As well as the scientific work of the Institutes, the Foundation organizes also courses, at a post-graduate level, and regular conferences and study- seminars on arguments of historical or scientific character but also, as has been mentioned, on themes of social or cultural importance or particular actuality.

The research work undertaken at San Giorgio, and also the study encounters, are documented in various publications, books and periodicals edited directly by the Foundation and brought out by various publishing-houses in regular series (to date there are more than 400 such "titles"). The Foundation furthermore takes an active part in other more far-reaching editorial enterprises, such as - in the past years - its patronage of various encyclopaedias: the Universal Encyclopaedia of Art, the Encyclopaedias of Theatre, of Eastern Civilisation and of Philosophy. At present the Foundation is actively involved in other initiatives of notable importance, such as the National Edition of the musical works of Andrea Gabrieli, the annotated catalogue of the whole Rolandi Collection, a series of books devoted to Popular Veneto Culture (which are coming out under the auspices of the Regione del Veneto), and above all the great "History of Venice" in twenty or so volumes - this too in collaboration with the Veneto Regional Council and published by the Institute of the Italian Encyclopaedia - for which the Foundation has set up a special Scientific Committee that is regularly meeting at San Giorgio.

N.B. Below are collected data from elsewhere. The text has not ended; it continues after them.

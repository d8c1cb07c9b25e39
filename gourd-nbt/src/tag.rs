use bytes::{Buf, BufMut, Bytes, BytesMut};

use crate::compound::NbtCompound;
use crate::*;

#[derive(Clone, Debug)]
#[repr(u8)]
pub enum NbtTag {
    End = END_ID,
    Byte(i8) = BYTE_ID,
    Short(i16) = SHORT_ID,
    Int(i32) = INT_ID,
    Long(i64) = LONG_ID,
    Float(f32) = FLOAT_ID,
    Double(f64) = DOUBLE_ID,
    ByteArray(Bytes) = BYTE_ARRAY_ID,
    String(String) = STRING_ID,
    List(Vec<NbtTag>) = LIST_ID,
    Compound(NbtCompound) = COMPOUND_ID,
    IntArray(Vec<i32>) = INT_ARRAY_ID,
    LongArray(Vec<i64>) = LONG_ARRAY_ID,
}

impl NbtTag {
    /// Returns the numeric id associated with the data type.
    pub const fn get_type_id(&self) -> u8 {
        // See https://doc.rust-lang.org/reference/items/enumerations.html#pointer-casting
        unsafe { *(self as *const Self as *const u8) }
    }

    /// Human readable name of the tag kind, used in error messages.
    pub const fn type_name(&self) -> &'static str {
        match self {
            NbtTag::End => "end",
            NbtTag::Byte(_) => "byte",
            NbtTag::Short(_) => "short",
            NbtTag::Int(_) => "int",
            NbtTag::Long(_) => "long",
            NbtTag::Float(_) => "float",
            NbtTag::Double(_) => "double",
            NbtTag::ByteArray(_) => "byte array",
            NbtTag::String(_) => "string",
            NbtTag::List(_) => "list",
            NbtTag::Compound(_) => "compound",
            NbtTag::IntArray(_) => "int array",
            NbtTag::LongArray(_) => "long array",
        }
    }

    pub fn serialize(&self) -> Result<Bytes, Error> {
        let mut bytes = BytesMut::new();
        bytes.put_u8(self.get_type_id());
        bytes.put(self.serialize_data()?);
        Ok(bytes.freeze())
    }

    pub fn serialize_data(&self) -> Result<Bytes, Error> {
        let mut bytes = BytesMut::new();
        match self {
            NbtTag::End => {}
            NbtTag::Byte(byte) => bytes.put_i8(*byte),
            NbtTag::Short(short) => bytes.put_i16(*short),
            NbtTag::Int(int) => bytes.put_i32(*int),
            NbtTag::Long(long) => bytes.put_i64(*long),
            NbtTag::Float(float) => bytes.put_f32(*float),
            NbtTag::Double(double) => bytes.put_f64(*double),
            NbtTag::ByteArray(byte_array) => {
                bytes.put_i32(byte_array.len() as i32);
                bytes.put_slice(byte_array);
            }
            NbtTag::String(string) => put_nbt_string(&mut bytes, string)?,
            NbtTag::List(list) => {
                bytes.put_u8(list.first().unwrap_or(&NbtTag::End).get_type_id());
                bytes.put_i32(list.len() as i32);
                for nbt_tag in list {
                    bytes.put(nbt_tag.serialize_data()?)
                }
            }
            NbtTag::Compound(compound) => {
                bytes.put(compound.serialize_content()?);
            }
            NbtTag::IntArray(int_array) => {
                bytes.put_i32(int_array.len() as i32);
                for int in int_array {
                    bytes.put_i32(*int)
                }
            }
            NbtTag::LongArray(long_array) => {
                bytes.put_i32(long_array.len() as i32);
                for long in long_array {
                    bytes.put_i64(*long)
                }
            }
        }
        Ok(bytes.freeze())
    }

    pub fn deserialize(bytes: &mut impl Buf) -> Result<NbtTag, Error> {
        ensure_remaining(bytes, 1)?;
        let tag_id = bytes.get_u8();
        Self::deserialize_data(bytes, tag_id)
    }

    pub fn deserialize_data(bytes: &mut impl Buf, tag_id: u8) -> Result<NbtTag, Error> {
        match tag_id {
            END_ID => Ok(NbtTag::End),
            BYTE_ID => {
                ensure_remaining(bytes, 1)?;
                Ok(NbtTag::Byte(bytes.get_i8()))
            }
            SHORT_ID => {
                ensure_remaining(bytes, 2)?;
                Ok(NbtTag::Short(bytes.get_i16()))
            }
            INT_ID => {
                ensure_remaining(bytes, 4)?;
                Ok(NbtTag::Int(bytes.get_i32()))
            }
            LONG_ID => {
                ensure_remaining(bytes, 8)?;
                Ok(NbtTag::Long(bytes.get_i64()))
            }
            FLOAT_ID => {
                ensure_remaining(bytes, 4)?;
                Ok(NbtTag::Float(bytes.get_f32()))
            }
            DOUBLE_ID => {
                ensure_remaining(bytes, 8)?;
                Ok(NbtTag::Double(bytes.get_f64()))
            }
            BYTE_ARRAY_ID => {
                let len = get_length(bytes)?;
                ensure_remaining(bytes, len)?;
                Ok(NbtTag::ByteArray(bytes.copy_to_bytes(len)))
            }
            STRING_ID => Ok(NbtTag::String(get_nbt_string(bytes)?)),
            LIST_ID => {
                ensure_remaining(bytes, 1)?;
                let tag_type_id = bytes.get_u8();
                let len = get_length(bytes)?;
                // Every element takes at least one byte, end tags only appear in empty lists.
                if tag_type_id == END_ID && len > 0 {
                    return Err(Error::NonEmptyEndList(len));
                }
                ensure_remaining(bytes, len)?;
                let mut list = Vec::with_capacity(len);
                for _ in 0..len {
                    list.push(NbtTag::deserialize_data(bytes, tag_type_id)?);
                }
                Ok(NbtTag::List(list))
            }
            COMPOUND_ID => Ok(NbtTag::Compound(NbtCompound::deserialize_content(bytes)?)),
            INT_ARRAY_ID => {
                let len = get_length(bytes)?;
                ensure_remaining(bytes, len.saturating_mul(4))?;
                let mut int_array = Vec::with_capacity(len);
                for _ in 0..len {
                    int_array.push(bytes.get_i32());
                }
                Ok(NbtTag::IntArray(int_array))
            }
            LONG_ARRAY_ID => {
                let len = get_length(bytes)?;
                ensure_remaining(bytes, len.saturating_mul(8))?;
                let mut long_array = Vec::with_capacity(len);
                for _ in 0..len {
                    long_array.push(bytes.get_i64());
                }
                Ok(NbtTag::LongArray(long_array))
            }
            _ => Err(Error::UnknownTagId(tag_id)),
        }
    }

    /// Returns the element tag id of a list, `None` for non-lists.
    ///
    /// Empty lists report [`END_ID`], the same id they are written with.
    pub fn list_type(&self) -> Option<u8> {
        match self {
            NbtTag::List(list) => Some(list.first().map_or(END_ID, NbtTag::get_type_id)),
            _ => None,
        }
    }

    pub fn extract_byte(&self) -> Option<i8> {
        match self {
            NbtTag::Byte(byte) => Some(*byte),
            _ => None,
        }
    }

    pub fn extract_short(&self) -> Option<i16> {
        match self {
            NbtTag::Short(short) => Some(*short),
            _ => None,
        }
    }

    pub fn extract_int(&self) -> Option<i32> {
        match self {
            NbtTag::Int(int) => Some(*int),
            _ => None,
        }
    }

    pub fn extract_long(&self) -> Option<i64> {
        match self {
            NbtTag::Long(long) => Some(*long),
            _ => None,
        }
    }

    pub fn extract_float(&self) -> Option<f32> {
        match self {
            NbtTag::Float(float) => Some(*float),
            _ => None,
        }
    }

    pub fn extract_double(&self) -> Option<f64> {
        match self {
            NbtTag::Double(double) => Some(*double),
            _ => None,
        }
    }

    pub fn extract_bool(&self) -> Option<bool> {
        match self {
            NbtTag::Byte(byte) => Some(*byte != 0),
            _ => None,
        }
    }

    pub fn extract_byte_array(&self) -> Option<Bytes> {
        match self {
            // Note: Bytes are free to clone, so we can hand out an owned type
            NbtTag::ByteArray(byte_array) => Some(byte_array.clone()),
            _ => None,
        }
    }

    pub fn extract_string(&self) -> Option<&String> {
        match self {
            NbtTag::String(string) => Some(string),
            _ => None,
        }
    }

    pub fn extract_list(&self) -> Option<&Vec<NbtTag>> {
        match self {
            NbtTag::List(list) => Some(list),
            _ => None,
        }
    }

    pub fn extract_compound(&self) -> Option<&NbtCompound> {
        match self {
            NbtTag::Compound(compound) => Some(compound),
            _ => None,
        }
    }

    pub fn extract_int_array(&self) -> Option<&Vec<i32>> {
        match self {
            NbtTag::IntArray(int_array) => Some(int_array),
            _ => None,
        }
    }

    pub fn extract_long_array(&self) -> Option<&Vec<i64>> {
        match self {
            NbtTag::LongArray(long_array) => Some(long_array),
            _ => None,
        }
    }
}

/// Floats compare by bit pattern, so a tag always equals its own clone, NaN included.
impl PartialEq for NbtTag {
    fn eq(&self, other: &Self) -> bool {
        match (self, other) {
            (NbtTag::End, NbtTag::End) => true,
            (NbtTag::Byte(a), NbtTag::Byte(b)) => a == b,
            (NbtTag::Short(a), NbtTag::Short(b)) => a == b,
            (NbtTag::Int(a), NbtTag::Int(b)) => a == b,
            (NbtTag::Long(a), NbtTag::Long(b)) => a == b,
            (NbtTag::Float(a), NbtTag::Float(b)) => a.to_bits() == b.to_bits(),
            (NbtTag::Double(a), NbtTag::Double(b)) => a.to_bits() == b.to_bits(),
            (NbtTag::ByteArray(a), NbtTag::ByteArray(b)) => a == b,
            (NbtTag::String(a), NbtTag::String(b)) => a == b,
            (NbtTag::List(a), NbtTag::List(b)) => a == b,
            (NbtTag::Compound(a), NbtTag::Compound(b)) => a == b,
            (NbtTag::IntArray(a), NbtTag::IntArray(b)) => a == b,
            (NbtTag::LongArray(a), NbtTag::LongArray(b)) => a == b,
            _ => false,
        }
    }
}

impl From<&str> for NbtTag {
    fn from(value: &str) -> Self {
        NbtTag::String(value.to_string())
    }
}

impl From<String> for NbtTag {
    fn from(value: String) -> Self {
        NbtTag::String(value)
    }
}

impl From<&[u8]> for NbtTag {
    fn from(value: &[u8]) -> Self {
        NbtTag::ByteArray(Bytes::copy_from_slice(value))
    }
}

impl From<bool> for NbtTag {
    fn from(value: bool) -> Self {
        NbtTag::Byte(value as i8)
    }
}

impl From<i8> for NbtTag {
    fn from(value: i8) -> Self {
        NbtTag::Byte(value)
    }
}

impl From<i16> for NbtTag {
    fn from(value: i16) -> Self {
        NbtTag::Short(value)
    }
}

impl From<i32> for NbtTag {
    fn from(value: i32) -> Self {
        NbtTag::Int(value)
    }
}

impl From<NbtCompound> for NbtTag {
    fn from(value: NbtCompound) -> Self {
        NbtTag::Compound(value)
    }
}

impl From<Vec<NbtTag>> for NbtTag {
    fn from(value: Vec<NbtTag>) -> Self {
        NbtTag::List(value)
    }
}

The Giorgio Cini Foundation also welcomes in the island of San Giorgio study meetings and conferences organized by other qualified scientific and cultural Institutions, both Italian and foreign, and occasionally - in a spirit of public service towards the city, the nation and also those "supernational" Institutions (such as UNESCO, EC, UN, etc.) of which Italy is a member - it hosts other initiatives of a different nature which are nonetheless of exceptional importance in the general field of international relations.

A final mention must be made of the presence on the island of the Benedictine Fathers of the reconstituted Abbey of St. George. This more than millenary presence - which is culturally active above all in the field of the liturgy and Gregorian chant - should not be understood simply as an illustrious memento of a glorious tradition: it serves as a constant reminder of those goals of Christian spirituality that are at the very basis of the renewed social and cultural life of San Giorgio.

In conclusion, it may be added that outside the Island of San Giorgio Maggiore, the Foundation owns part of Palazzo Cini, at San Vio, where it preserves - thanks to the generosity of one of the Founder's heirs - a number of important Tuscan paintings and of art objects, formerly belonging to the celebrated private collections of Count Vittorio Cini, which are on regular show to the public.